Frankfurter Rundschau, 19.8.2000

Türkei wirft Bomben in Nordirak

Kurden sprechen von 38 Toten bei Angriff auf Hirtenlager

Von Gerd Höhler

ATHEN, 18. August. Bei einem Angriff türkischer Bomber auf ein Lager kurdischer Hirtenfamilien in Nordirak sollen mindestens 38 Menschen getötet und elf verwundet worden sein. Unter den Opfern seien viele Frauen und Kinder, hieß es in einer Mitteilung der Demokratischen Partei Kurdistans (KDP), die große Teile der Region kontrolliert. Militärsprecher in Ankara dementierten den Vorfall. Der Angriff soll sich laut KDP bereits am Dienstag dieser Woche ereignet haben.

Möglicherweise gingen die Bomberpiloten davon aus, bei den Zelten der Hirtenfamilien handele es sich um ein Lager von Rebellen der kurdischen Arbeiterpartei PKK. Eine Überlebende berichtete, mehrere Kampfflugzeuge hätten das Sommerlager der Hirten in geringer Höhe überflogen, seien dann zurückgekehrt und hätten Bomben geworfen. "Wir haben nichts mit der PKK zu tun sondern nur unsere Herden hier oben geweidet, wir wissen nicht, warum sie uns angegriffen haben", sagte die Frau. Türkische Medien zitierten einen Militärsprecher in Ankara mit der Versicherung, es sei undenkbar, dass die Luftwaffe Zivilisten angreife. Die Militäroperationen in Nordirak richteten sich ausschließlich gegen die PKK.

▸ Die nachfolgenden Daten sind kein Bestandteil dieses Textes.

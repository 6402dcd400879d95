//! Logging and metrics for openproc.
//!
//! - **Logging**: structured JSON or pretty logs via `tracing-subscriber`
//! - **Metrics**: Prometheus-format metrics via the `metrics` crate
//!
//! # Standard Metrics
//!
//! | Metric | Type | Labels | Description |
//! |--------|------|--------|-------------|
//! | `openproc_requests_total` | Counter | `procedure`, `status` | Total request count |
//! | `openproc_request_duration_seconds` | Histogram | `procedure` | Request latency |
//! | `openproc_validation_failures_total` | Counter | `procedure` | Rejected inputs |
//! | `openproc_in_flight_requests` | Gauge | - | Requests being handled |
//!
//! # Example
//!
//! ```rust,ignore
//! use openproc_telemetry::{init_telemetry, TelemetryConfig};
//!
//! #[tokio::main]
//! async fn main() {
//!     let config = TelemetryConfig::builder()
//!         .log_level("info,openproc_server=debug")
//!         .metrics_addr("0.0.0.0:9090")
//!         .build();
//!
//!     init_telemetry(&config).expect("telemetry");
//! }
//! ```
//!
//! # Scrape Output
//!
//! ```text
//! # TYPE openproc_requests_total counter
//! openproc_requests_total{procedure="getUser",status="200"} 1234
//! openproc_requests_total{procedure="getUser",status="404"} 56
//! ```

#![warn(missing_docs)]

pub mod config;
pub mod error;
pub mod logging;
pub mod metrics;

pub use config::{TelemetryConfig, TelemetryConfigBuilder};
pub use error::TelemetryError;
pub use logging::{init_logging, LogConfig};
pub use self::metrics::{init_metrics, render_metrics, InFlightGuard, MetricsConfig};

/// Result type for telemetry operations.
pub type TelemetryResult<T> = Result<T, TelemetryError>;

/// Installs logging, then metrics.
///
/// # Errors
///
/// Returns `TelemetryError` if either subsystem fails to install.
pub fn init_telemetry(config: &TelemetryConfig) -> TelemetryResult<()> {
    init_logging(&config.logging)?;
    init_metrics(&config.metrics)?;
    Ok(())
}

#[cfg(test)]
mod tests {
    use super::*;

    #[test]
    fn test_init_with_everything_disabled() {
        let mut config = TelemetryConfig::builder().disable_metrics().build();
        config.logging.enabled = false;
        assert!(init_telemetry(&config).is_ok());
    }
}
//! Adapter rules and a real socket round trip through `Server`.

use std::sync::{Arc, Mutex};
use std::time::Duration;

use bytes::Bytes;
use http::header::CONTENT_TYPE;
use http::{Request, StatusCode};
use http_body_util::{BodyExt, Full};
use hyper_util::rt::TokioIo;
use openproc_core::{ProcedureError, ProcedureRegistry, RouteDefinition, RouteTable, Schema, REQUEST_ID_HEADER};
use openproc_server::{ErrorKind, HttpResponse, OpenApiHandler, Server, ServerConfig, ShutdownSignal};
use serde_json::{json, Value};
use tokio::net::{TcpListener, TcpStream};

fn handler_with_hook(kinds: Arc<Mutex<Vec<ErrorKind>>>) -> OpenApiHandler {
    let routes = RouteTable::new([
        RouteDefinition::get("/users/{id}", "getUser")
            .input(Schema::object().field("id", Schema::integer()))
            .build()
            .unwrap(),
        RouteDefinition::post("/echo", "echo")
            .input(Schema::object().field("message", Schema::string()))
            .build()
            .unwrap(),
        RouteDefinition::get("/slow", "slow").build().unwrap(),
    ])
    .unwrap();

    let mut registry = ProcedureRegistry::new();
    registry.register_raw("getUser", |_ctx, input: Value| async move { Ok(input) });
    registry.register_raw("echo", |_ctx, input: Value| async move { Ok(input) });
    registry.register_raw("slow", |_ctx, _input: Value| async move {
        tokio::time::sleep(Duration::from_secs(5)).await;
        Ok(Value::Null)
    });

    OpenApiHandler::builder()
        .routes(routes)
        .registry(registry)
        .on_error(move |report| kinds.lock().unwrap().push(report.kind))
        .build()
        .unwrap()
}

fn server(config: ServerConfig) -> (Server, Arc<Mutex<Vec<ErrorKind>>>) {
    let kinds: Arc<Mutex<Vec<ErrorKind>>> = Arc::default();
    let handler = handler_with_hook(Arc::clone(&kinds));
    (Server::new(config, handler), kinds)
}

fn get(uri: &str) -> Request<Full<Bytes>> {
    Request::get(uri).body(Full::new(Bytes::new())).unwrap()
}

async fn body_json(response: HttpResponse) -> Value {
    let bytes = response.into_body().collect().await.unwrap().to_bytes();
    serde_json::from_slice(&bytes).unwrap()
}

#[tokio::test]
async fn test_head_is_empty_204() {
    let (server, kinds) = server(ServerConfig::default());
    let request = Request::head("/anything/at/all").body(Full::new(Bytes::new())).unwrap();

    let response = server.handle_request(request).await;

    assert_eq!(response.status(), StatusCode::NO_CONTENT);
    assert_eq!(response.headers()[CONTENT_TYPE], "application/json");
    let bytes = response.into_body().collect().await.unwrap().to_bytes();
    assert!(bytes.is_empty());
    assert!(kinds.lock().unwrap().is_empty());
}

#[tokio::test]
async fn test_base_path_is_stripped() {
    let config = ServerConfig::builder().base_path("/api/").build();
    let (server, _) = server(config);

    let response = server.handle_request(get("/api/users/3")).await;

    assert_eq!(response.status(), StatusCode::OK);
    assert_eq!(body_json(response).await, json!({"id": 3}));
}

#[tokio::test]
async fn test_outside_base_path_is_404() {
    let config = ServerConfig::builder().base_path("/api").build();
    let (server, kinds) = server(config);

    let response = server.handle_request(get("/apiary/users/3")).await;

    assert_eq!(response.status(), StatusCode::NOT_FOUND);
    assert_eq!(body_json(response).await["code"], "NOT_FOUND");
    assert_eq!(*kinds.lock().unwrap(), vec![ErrorKind::NotFound]);
}

#[tokio::test]
async fn test_duplicate_slashes_are_normalized() {
    let (server, _) = server(ServerConfig::default());

    let response = server.handle_request(get("//users///8/?verbose=1")).await;

    assert_eq!(response.status(), StatusCode::OK);
    assert_eq!(body_json(response).await, json!({"id": 8}));
}

#[tokio::test]
async fn test_request_id_is_generated() {
    let (server, _) = server(ServerConfig::default());

    let response = server.handle_request(get("/users/1")).await;

    let id = response.headers()[REQUEST_ID_HEADER].to_str().unwrap();
    assert_eq!(id.len(), 36);
}

#[tokio::test]
async fn test_slow_procedure_times_out_with_504() {
    let config = ServerConfig::builder()
        .request_timeout(Some(Duration::from_millis(50)))
        .build();
    let (server, kinds) = server(config);

    let response = server.handle_request(get("/slow")).await;

    assert_eq!(response.status(), StatusCode::GATEWAY_TIMEOUT);
    assert!(response.headers().contains_key(REQUEST_ID_HEADER));
    let body = body_json(response).await;
    assert_eq!(body["code"], "GATEWAY_TIMEOUT");
    assert_eq!(body["message"], "Request timed out");
    assert_eq!(*kinds.lock().unwrap(), vec![ErrorKind::Timeout]);
}

#[tokio::test]
async fn test_timeout_report_shares_request_id_and_procedure() {
    let seen_by_procedure: Arc<Mutex<Option<String>>> = Arc::default();
    let reported: Arc<Mutex<Vec<(Option<String>, String)>>> = Arc::default();

    let routes = RouteTable::new([RouteDefinition::get("/slow", "slow").build().unwrap()]).unwrap();
    let mut registry: ProcedureRegistry<()> = ProcedureRegistry::new();
    let seen = Arc::clone(&seen_by_procedure);
    registry.register_raw("slow", move |ctx, _input: Value| {
        let seen = Arc::clone(&seen);
        async move {
            *seen.lock().unwrap() = Some(ctx.request_id().to_string());
            tokio::time::sleep(Duration::from_secs(5)).await;
            Ok(Value::Null)
        }
    });
    let sink = Arc::clone(&reported);
    let handler = OpenApiHandler::builder()
        .routes(routes)
        .registry(registry)
        .on_error(move |report| {
            sink.lock().unwrap().push((
                report.procedure_id.map(str::to_string),
                report.request.request_id().to_string(),
            ));
        })
        .build()
        .unwrap();
    let config = ServerConfig::builder()
        .request_timeout(Some(Duration::from_millis(50)))
        .build();
    let server = Server::new(config, handler);

    let request = Request::get("/slow")
        .header(REQUEST_ID_HEADER, "not-a-uuid")
        .body(Full::new(Bytes::new()))
        .unwrap();
    let response = server.handle_request(request).await;

    assert_eq!(response.status(), StatusCode::GATEWAY_TIMEOUT);
    let echoed = response.headers()[REQUEST_ID_HEADER].to_str().unwrap().to_string();
    assert_ne!(echoed, "not-a-uuid");
    assert_eq!(seen_by_procedure.lock().unwrap().as_deref(), Some(echoed.as_str()));
    assert_eq!(
        *reported.lock().unwrap(),
        vec![(Some("slow".to_string()), echoed)]
    );
}

#[tokio::test]
async fn test_fast_procedure_beats_timeout() {
    let config = ServerConfig::builder()
        .request_timeout(Some(Duration::from_secs(5)))
        .build();
    let (server, _) = server(config);

    let response = server.handle_request(get("/users/2")).await;

    assert_eq!(response.status(), StatusCode::OK);
}

async fn send(addr: std::net::SocketAddr, request: Request<Full<Bytes>>) -> (StatusCode, Value) {
    let stream = TcpStream::connect(addr).await.unwrap();
    let (mut sender, conn) = hyper::client::conn::http1::handshake(TokioIo::new(stream))
        .await
        .unwrap();
    tokio::spawn(conn);

    let response = sender.send_request(request).await.unwrap();
    let status = response.status();
    let bytes = response.into_body().collect().await.unwrap().to_bytes();
    (status, serde_json::from_slice(&bytes).unwrap())
}

#[tokio::test]
async fn test_serves_over_tcp_until_shutdown() {
    let listener = TcpListener::bind("127.0.0.1:0").await.unwrap();
    let addr = listener.local_addr().unwrap();
    let config = ServerConfig::builder()
        .base_path("/api")
        .shutdown_timeout(Duration::from_secs(1))
        .build();
    let (server, _) = server(config);

    let shutdown = ShutdownSignal::new();
    let running = tokio::spawn(server.serve(listener, shutdown.clone()));

    let request = Request::post("/api/echo")
        .header("host", addr.to_string())
        .header(CONTENT_TYPE, "application/json")
        .body(Full::new(Bytes::from_static(br#"{"message":"hi"}"#)))
        .unwrap();
    let (status, body) = send(addr, request).await;
    assert_eq!(status, StatusCode::OK);
    assert_eq!(body, json!({"message": "hi"}));

    let request = Request::get("/api/missing")
        .header("host", addr.to_string())
        .body(Full::new(Bytes::new()))
        .unwrap();
    let (status, body) = send(addr, request).await;
    assert_eq!(status, StatusCode::NOT_FOUND);
    assert_eq!(body["code"], "NOT_FOUND");

    shutdown.trigger();
    let result = tokio::time::timeout(Duration::from_secs(5), running)
        .await
        .unwrap()
        .unwrap();
    assert!(result.is_ok());
}

#[tokio::test]
async fn test_invalid_procedure_error_still_answers_over_tcp() {
    let routes = RouteTable::new([RouteDefinition::get("/fail", "fail").build().unwrap()]).unwrap();
    let mut registry: ProcedureRegistry<()> = ProcedureRegistry::new();
    registry.register_raw("fail", |_ctx, _input: Value| async move {
        Err(ProcedureError::forbidden("Not yours"))
    });
    let handler = OpenApiHandler::builder()
        .routes(routes)
        .registry(registry)
        .build()
        .unwrap();

    let listener = TcpListener::bind("127.0.0.1:0").await.unwrap();
    let addr = listener.local_addr().unwrap();
    let shutdown = ShutdownSignal::new();
    let running = tokio::spawn(Server::new(ServerConfig::default(), handler).serve(listener, shutdown.clone()));

    let request = Request::get("/fail")
        .header("host", addr.to_string())
        .body(Full::new(Bytes::new()))
        .unwrap();
    let (status, body) = send(addr, request).await;
    assert_eq!(status, StatusCode::FORBIDDEN);
    assert_eq!(body, json!({"message": "Not yours", "code": "FORBIDDEN"}));

    shutdown.trigger();
    running.await.unwrap().unwrap();
}
//! # openproc Server
//!
//! Serves registered procedures over HTTP.
//!
//! - [`OpenApiHandler`] - The transport-independent request pipeline
//! - [`Server`] - Hyper adapter with graceful shutdown and request timeouts
//! - [`ErrorReport`] / [`ErrorKind`] - What the error hook is told
//!
//! ## Example
//!
//! ```rust,ignore
//! use openproc_server::{OpenApiHandler, Server, ServerConfig};
//!
//! #[tokio::main]
//! async fn main() -> Result<(), Box<dyn std::error::Error>> {
//!     let handler = OpenApiHandler::<()>::builder()
//!         .routes(routes)
//!         .registry(registry)
//!         .max_body_size(Some(1024 * 1024))
//!         .on_error(|report| eprintln!("{} failed: {}", report.kind, report.error))
//!         .build()?;
//!
//!     Server::new(ServerConfig::default(), handler).run().await?;
//!     Ok(())
//! }
//! ```

#![doc(html_root_url = "https://docs.rs/openproc-server/0.1.0")]
#![warn(missing_docs)]
#![forbid(unsafe_code)]

mod config;
mod error;
mod handler;
mod hook;
pub mod response;
pub mod server;
mod shutdown;

pub use config::{
    ServerConfig, ServerConfigBuilder, DEFAULT_HTTP_ADDR, DEFAULT_REQUEST_TIMEOUT_SECS,
    DEFAULT_SHUTDOWN_TIMEOUT_SECS,
};
pub use error::ServerError;
pub use handler::{ContextFactory, ContextFuture, OpenApiHandler, OpenApiHandlerBuilder};
pub use hook::{ErrorHook, ErrorKind, ErrorReport};
pub use response::{HttpResponse, ResponseBody};
pub use server::Server;
pub use shutdown::{ConnectionTracker, ShutdownSignal};
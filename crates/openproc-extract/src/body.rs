//! Size-limited body collection.
//!
//! A declared `Content-Length` over the limit is rejected before any byte is
//! read. Otherwise the body is collected through [`Limited`], which aborts as
//! soon as the running total crosses the limit.

use bytes::Bytes;
use http::header::CONTENT_LENGTH;
use http::HeaderMap;
use http_body::Body;
use http_body_util::{BodyExt, LengthLimitError, Limited};

use crate::ExtractionError;

/// Returns the declared `Content-Length`, if present and well-formed.
#[must_use]
pub fn content_length(headers: &HeaderMap) -> Option<u64> {
    headers
        .get(CONTENT_LENGTH)
        .and_then(|v| v.to_str().ok())
        .and_then(|v| v.trim().parse().ok())
}

/// Collects a request body, enforcing `limit` when one is set.
///
/// # Example
///
/// ```rust
/// # tokio_test::block_on(async {
/// use bytes::Bytes;
/// use http_body_util::Full;
/// use openproc_extract::read_body;
///
/// let body = Full::new(Bytes::from_static(b"hello"));
/// assert!(read_body(body, None, Some(4)).await.unwrap_err().is_payload_too_large());
/// # });
/// ```
///
/// # Errors
///
/// Returns a payload-too-large error when the declared or streamed length
/// exceeds `limit`, or a body-read error when the stream fails.
pub async fn read_body<B>(
    body: B,
    declared_length: Option<u64>,
    limit: Option<usize>,
) -> Result<Bytes, ExtractionError>
where
    B: Body,
    B::Error: Into<Box<dyn std::error::Error + Send + Sync>>,
{
    let Some(limit) = limit else {
        return body
            .collect()
            .await
            .map(|collected| collected.to_bytes())
            .map_err(|e| {
                let e: Box<dyn std::error::Error + Send + Sync> = e.into();
                ExtractionError::body_read(e.to_string())
            });
    };

    if let Some(declared) = declared_length {
        if declared > u64::try_from(limit).unwrap_or(u64::MAX) {
            tracing::debug!(declared, limit, "body rejected by declared length");
            return Err(ExtractionError::payload_too_large(limit, Some(declared)));
        }
    }

    Limited::new(body, limit)
        .collect()
        .await
        .map(|collected| collected.to_bytes())
        .map_err(|e| {
            if e.downcast_ref::<LengthLimitError>().is_some() {
                tracing::debug!(limit, "body stream crossed limit");
                ExtractionError::payload_too_large(limit, None)
            } else {
                ExtractionError::body_read(e.to_string())
            }
        })
}

#[cfg(test)]
mod tests {
    use super::*;
    use http::HeaderValue;
    use http_body_util::{Empty, Full};

    #[test]
    fn test_content_length_header() {
        let mut headers = HeaderMap::new();
        assert_eq!(content_length(&headers), None);

        headers.insert(CONTENT_LENGTH, HeaderValue::from_static("42"));
        assert_eq!(content_length(&headers), Some(42));

        headers.insert(CONTENT_LENGTH, HeaderValue::from_static("abc"));
        assert_eq!(content_length(&headers), None);
    }

    #[tokio::test]
    async fn test_read_within_limit() {
        let body = Full::new(Bytes::from_static(b"{\"a\":1}"));
        let bytes = read_body(body, Some(7), Some(7)).await.unwrap();
        assert_eq!(&bytes[..], b"{\"a\":1}");
    }

    #[tokio::test]
    async fn test_declared_length_rejected_early() {
        let body = Full::new(Bytes::from_static(b"tiny"));
        let err = read_body(body, Some(10_000), Some(100)).await.unwrap_err();
        assert!(err.is_payload_too_large());
        assert!(err.to_string().contains("10000"));
    }

    #[tokio::test]
    async fn test_streamed_length_rejected() {
        let body = Full::new(Bytes::from(vec![b'x'; 64]));
        let err = read_body(body, None, Some(16)).await.unwrap_err();
        assert!(err.is_payload_too_large());
    }

    #[tokio::test]
    async fn test_unlimited() {
        let body = Full::new(Bytes::from(vec![b'x'; 4096]));
        let bytes = read_body(body, Some(4096), None).await.unwrap();
        assert_eq!(bytes.len(), 4096);
    }

    #[tokio::test]
    async fn test_empty_body() {
        let bytes = read_body(Empty::<Bytes>::new(), None, Some(1)).await.unwrap();
        assert!(bytes.is_empty());
    }
}
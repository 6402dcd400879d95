//! OpenAPI path template parsing.
//!
//! A template is a `/`-separated list of segments:
//!
//! | Syntax | Kind | Matches |
//! |--------|------|---------|
//! | `users` | literal | exactly `users` (case-sensitive) |
//! | `{id}` | parameter | exactly one segment |
//! | `{path+}` or `*path` | catch-all | one or more trailing segments |
//!
//! Empty segments are ignored, so `/users/` and `//users` compile to the
//! same template as `/users`.

use std::fmt;

use crate::error::RouteError;

/// A single compiled template segment.
#[derive(Debug, Clone, PartialEq, Eq, Hash)]
pub enum Segment {
    /// Literal path segment (e.g., `users`).
    Literal(String),
    /// Named single-segment parameter (e.g., `{id}`).
    Param(String),
    /// Named trailing catch-all (e.g., `{path+}`).
    CatchAll(String),
}

impl Segment {
    /// Returns the parameter name, if this segment binds one.
    #[must_use]
    pub fn param_name(&self) -> Option<&str> {
        match self {
            Self::Literal(_) => None,
            Self::Param(name) | Self::CatchAll(name) => Some(name),
        }
    }
}

/// A compiled OpenAPI path template.
///
/// # Example
///
/// ```rust
/// use openproc_router::{PathTemplate, Segment};
///
/// let template = PathTemplate::parse("/orgs/{orgId}/files/{path+}").unwrap();
/// assert_eq!(template.param_names().collect::<Vec<_>>(), vec!["orgId", "path"]);
/// assert_eq!(template.segments()[0], Segment::Literal("orgs".to_string()));
/// ```
#[derive(Debug, Clone, PartialEq, Eq)]
pub struct PathTemplate {
    raw: String,
    segments: Vec<Segment>,
}

impl PathTemplate {
    /// Parses and validates a path template.
    ///
    /// # Errors
    ///
    /// Returns [`RouteError::InvalidTemplate`] when the template does not start
    /// with `/`, has unbalanced braces, an empty or duplicate parameter name,
    /// or a catch-all that is not the last segment.
    pub fn parse(template: &str) -> Result<Self, RouteError> {
        if !template.starts_with('/') {
            return Err(RouteError::invalid(template, "must start with '/'"));
        }

        let parts: Vec<&str> = template.split('/').filter(|s| !s.is_empty()).collect();
        let mut segments = Vec::with_capacity(parts.len());

        for (index, part) in parts.iter().enumerate() {
            let segment = Self::parse_segment(template, part)?;

            if matches!(segment, Segment::CatchAll(_)) && index + 1 != parts.len() {
                return Err(RouteError::invalid(
                    template,
                    "catch-all must be the last segment",
                ));
            }

            if let Some(name) = segment.param_name() {
                if segments
                    .iter()
                    .any(|s: &Segment| s.param_name() == Some(name))
                {
                    return Err(RouteError::invalid(
                        template,
                        format!("duplicate parameter '{name}'"),
                    ));
                }
            }

            segments.push(segment);
        }

        Ok(Self {
            raw: template.to_string(),
            segments,
        })
    }

    fn parse_segment(template: &str, part: &str) -> Result<Segment, RouteError> {
        if let Some(inner) = part.strip_prefix('{') {
            let inner = inner
                .strip_suffix('}')
                .ok_or_else(|| RouteError::invalid(template, "unclosed '{'"))?;
            let (name, catch_all) = match inner.strip_suffix('+') {
                Some(name) => (name, true),
                None => (inner, false),
            };
            Self::check_name(template, name)?;
            return Ok(if catch_all {
                Segment::CatchAll(name.to_string())
            } else {
                Segment::Param(name.to_string())
            });
        }

        if let Some(name) = part.strip_prefix('*') {
            Self::check_name(template, name)?;
            return Ok(Segment::CatchAll(name.to_string()));
        }

        if part.contains(['{', '}']) {
            return Err(RouteError::invalid(
                template,
                format!("segment '{part}' mixes literal text and a parameter"),
            ));
        }

        Ok(Segment::Literal(part.to_string()))
    }

    fn check_name(template: &str, name: &str) -> Result<(), RouteError> {
        if name.is_empty() {
            return Err(RouteError::invalid(template, "empty parameter name"));
        }
        if !name
            .chars()
            .all(|c| c.is_ascii_alphanumeric() || c == '_' || c == '-' || c == '.')
        {
            return Err(RouteError::invalid(
                template,
                format!("invalid parameter name '{name}'"),
            ));
        }
        Ok(())
    }

    /// Returns the template as originally written.
    #[must_use]
    pub fn as_str(&self) -> &str {
        &self.raw
    }

    /// Returns the compiled segments.
    #[must_use]
    pub fn segments(&self) -> &[Segment] {
        &self.segments
    }

    /// Returns parameter names in template order.
    pub fn param_names(&self) -> impl Iterator<Item = &str> {
        self.segments.iter().filter_map(Segment::param_name)
    }

    /// Returns `true` if the last segment is a catch-all.
    #[must_use]
    pub fn has_catch_all(&self) -> bool {
        matches!(self.segments.last(), Some(Segment::CatchAll(_)))
    }

    /// Renders the template in OpenAPI form (`{name}` for every parameter).
    #[must_use]
    pub fn to_openapi(&self) -> String {
        if self.segments.is_empty() {
            return "/".to_string();
        }
        self.segments
            .iter()
            .map(|segment| match segment {
                Segment::Literal(lit) => format!("/{lit}"),
                Segment::Param(name) | Segment::CatchAll(name) => format!("/{{{name}}}"),
            })
            .collect()
    }
}

impl fmt::Display for PathTemplate {
    fn fmt(&self, f: &mut fmt::Formatter<'_>) -> fmt::Result {
        f.write_str(&self.raw)
    }
}

#[cfg(test)]
mod tests {
    use super::*;

    #[test]
    fn test_parse_literal_and_params() {
        let t = PathTemplate::parse("/users/{id}/posts").unwrap();
        assert_eq!(
            t.segments(),
            &[
                Segment::Literal("users".to_string()),
                Segment::Param("id".to_string()),
                Segment::Literal("posts".to_string()),
            ]
        );
        assert!(!t.has_catch_all());
    }

    #[test]
    fn test_parse_catch_all_forms() {
        let plus = PathTemplate::parse("/files/{path+}").unwrap();
        let star = PathTemplate::parse("/files/*path").unwrap();
        assert_eq!(plus.segments(), star.segments());
        assert!(plus.has_catch_all());
        assert_eq!(plus.to_openapi(), "/files/{path}");
    }

    #[test]
    fn test_root_template() {
        let t = PathTemplate::parse("/").unwrap();
        assert!(t.segments().is_empty());
        assert_eq!(t.to_openapi(), "/");
    }

    #[test]
    fn test_empty_segments_ignored() {
        let t = PathTemplate::parse("//users///{id}/").unwrap();
        assert_eq!(t.segments().len(), 2);
    }

    #[test]
    fn test_rejects_malformed_templates() {
        for bad in [
            "users",
            "/users/{id",
            "/users/{}",
            "/users/id}",
            "/users/pre{id}",
            "/files/{path+}/tail",
            "/files/*rest/more",
            "/a/{id}/b/{id}",
            "/a/{bad name}",
        ] {
            assert!(
                matches!(
                    PathTemplate::parse(bad),
                    Err(RouteError::InvalidTemplate { .. })
                ),
                "expected '{bad}' to be rejected"
            );
        }
    }
}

Nordirak ist seit dem Golfkrieg der Kontrolle Bagdads entzogen. Die Alliierten schufen hier 1991 eine Schutzzone für die kurdische Bevölkerung. Für die PKK ist die Region seit dem Ende des Golfkriegs das wichtigste Rückzugsgebiet, rund 5000 Rebellen werden hier noch vermutet.

Agenturangaben zufolge bomardierten bereits am Donnerstag amerikanische und britische Kampfflugzeuge Flugabwehrstellungen in Nordirak . Es handelte sich dabei bereits um den vierten Luftangriff auf irakische Ziele innerhalb einer Woche. Die Alliierten hätten damit auf Flugabwehrangriffe Iraks reagiert, teilte die US-Armee mit.

Nach irakischen Angaben wurden bei den bisherigen Bombardements der Alliierten rund 300 Menschen getötet und mindestens 900 verletzt.